Work to complete>
Reproduce all entries precisely, down to the last character.

The data>
== == ==
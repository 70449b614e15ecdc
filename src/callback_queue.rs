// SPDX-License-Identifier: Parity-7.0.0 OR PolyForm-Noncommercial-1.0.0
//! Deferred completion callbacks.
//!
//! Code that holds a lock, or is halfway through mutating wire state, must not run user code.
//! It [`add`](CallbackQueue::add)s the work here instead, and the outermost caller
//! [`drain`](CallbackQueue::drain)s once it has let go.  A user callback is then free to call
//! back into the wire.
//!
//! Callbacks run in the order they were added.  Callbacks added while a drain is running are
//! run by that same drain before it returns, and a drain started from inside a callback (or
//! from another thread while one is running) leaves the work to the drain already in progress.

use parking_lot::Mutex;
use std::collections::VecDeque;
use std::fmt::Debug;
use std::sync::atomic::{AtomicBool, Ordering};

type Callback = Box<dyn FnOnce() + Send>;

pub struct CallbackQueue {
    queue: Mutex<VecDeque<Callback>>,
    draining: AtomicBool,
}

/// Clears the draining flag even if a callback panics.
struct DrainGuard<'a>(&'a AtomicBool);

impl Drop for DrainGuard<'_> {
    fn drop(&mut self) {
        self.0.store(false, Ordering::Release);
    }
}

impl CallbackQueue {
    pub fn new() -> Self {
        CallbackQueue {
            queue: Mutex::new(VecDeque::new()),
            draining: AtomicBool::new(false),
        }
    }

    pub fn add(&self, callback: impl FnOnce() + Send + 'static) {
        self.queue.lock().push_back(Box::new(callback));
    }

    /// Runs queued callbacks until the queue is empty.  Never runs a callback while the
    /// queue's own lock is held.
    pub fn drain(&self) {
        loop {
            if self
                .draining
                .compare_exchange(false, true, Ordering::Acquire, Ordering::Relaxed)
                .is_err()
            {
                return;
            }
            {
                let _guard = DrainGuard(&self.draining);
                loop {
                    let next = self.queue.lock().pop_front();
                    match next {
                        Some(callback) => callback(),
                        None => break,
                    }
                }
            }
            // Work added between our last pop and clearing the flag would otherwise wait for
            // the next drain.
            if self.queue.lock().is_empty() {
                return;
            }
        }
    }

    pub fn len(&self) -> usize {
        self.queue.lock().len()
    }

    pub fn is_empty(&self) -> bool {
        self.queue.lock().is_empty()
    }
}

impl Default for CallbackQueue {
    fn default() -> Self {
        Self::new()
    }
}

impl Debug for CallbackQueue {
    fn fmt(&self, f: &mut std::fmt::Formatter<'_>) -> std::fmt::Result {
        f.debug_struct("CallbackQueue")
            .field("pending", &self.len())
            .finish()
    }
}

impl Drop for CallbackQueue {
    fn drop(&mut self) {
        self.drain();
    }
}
== == ==
Task result>
repository 70449b614e15ecdc
filename src/callback_queue.rs
// SPDX-License-Identifier: Parity-7.0.0 OR PolyForm-Noncommercial-1.0.0
//! Deferred completion callbacks.
//!
//! Code that holds a lock, or is halfway through mutating wire state, must not run user code.
//! It [`add`](CallbackQueue::add)s the work here instead, and the outermost caller
//! [`drain`](CallbackQueue::drain)s once it has let go.  A user callback is then free to call
//! back into the wire.
//!
//! Callbacks run in the order they were added.  Callbacks added while a drain is running are
//! run by that same drain before it returns, and a drain started from inside a callback (or
//! from another thread while one is running) leaves the work to the drain already in progress.

use parking_lot::Mutex;
use std::collections::VecDeque;
use std::fmt::Debug;
use std::sync::atomic::{AtomicBool, Ordering};

type Callback = Box<dyn FnOnce() + Send>;

pub struct CallbackQueue {
    queue: Mutex<VecDeque<Callback>>,
    draining: AtomicBool,
}

/// Clears the draining flag even if a callback panics.
struct DrainGuard<'a>(&'a AtomicBool);

impl Drop for DrainGuard<'_> {
    fn drop(&mut self) {
        self.0.store(false, Ordering::Release);
    }
}

impl CallbackQueue {
    pub fn new() -> Self {
        CallbackQueue {
            queue: Mutex::new(VecDeque::new()),
            draining: AtomicBool::new(false),
        }
    }

    pub fn add(&self, callback: impl FnOnce() + Send + 'static) {
        self.queue.lock().push_back(Box::new(callback));
    }

    /// Runs queued callbacks until the queue is empty.  Never runs a callback while the
    /// queue's own lock is held.
    pub fn drain(&self) {
        loop {
            if self
                .draining
                .compare_exchange(false, true, Ordering::Acquire, Ordering::Relaxed)
                .is_err()
            {
                return;
            }
            {
                let _guard = DrainGuard(&self.draining);
                loop {
                    let next = self.queue.lock().pop_front();
                    match next {
                        Some(callback) => callback(),
                        None => break,
                    }
                }
            }
            // Work added between our last pop and clearing the flag would otherwise wait for
            // the next drain.
            if self.queue.lock().is_empty() {
                return;
            }
        }
    }

    pub fn len(&self) -> usize {
        self.queue.lock().len()
    }

    pub fn is_empty(&self) -> bool {
        self.queue.lock().is_empty()
    }
}

impl Default for CallbackQueue {
    fn default() -> Self {
        Self::new()
    }
}

impl Debug for CallbackQueue {
    fn fmt(&self, f: &mut std::fmt::Formatter<'_>) -> std::fmt::Result {
        f.debug_struct("CallbackQueue")
            .field("pending", &self.len())
            .finish()
    }
}

impl Drop for CallbackQueue {
    fn drop(&mut self) {
        self.drain();
    }
}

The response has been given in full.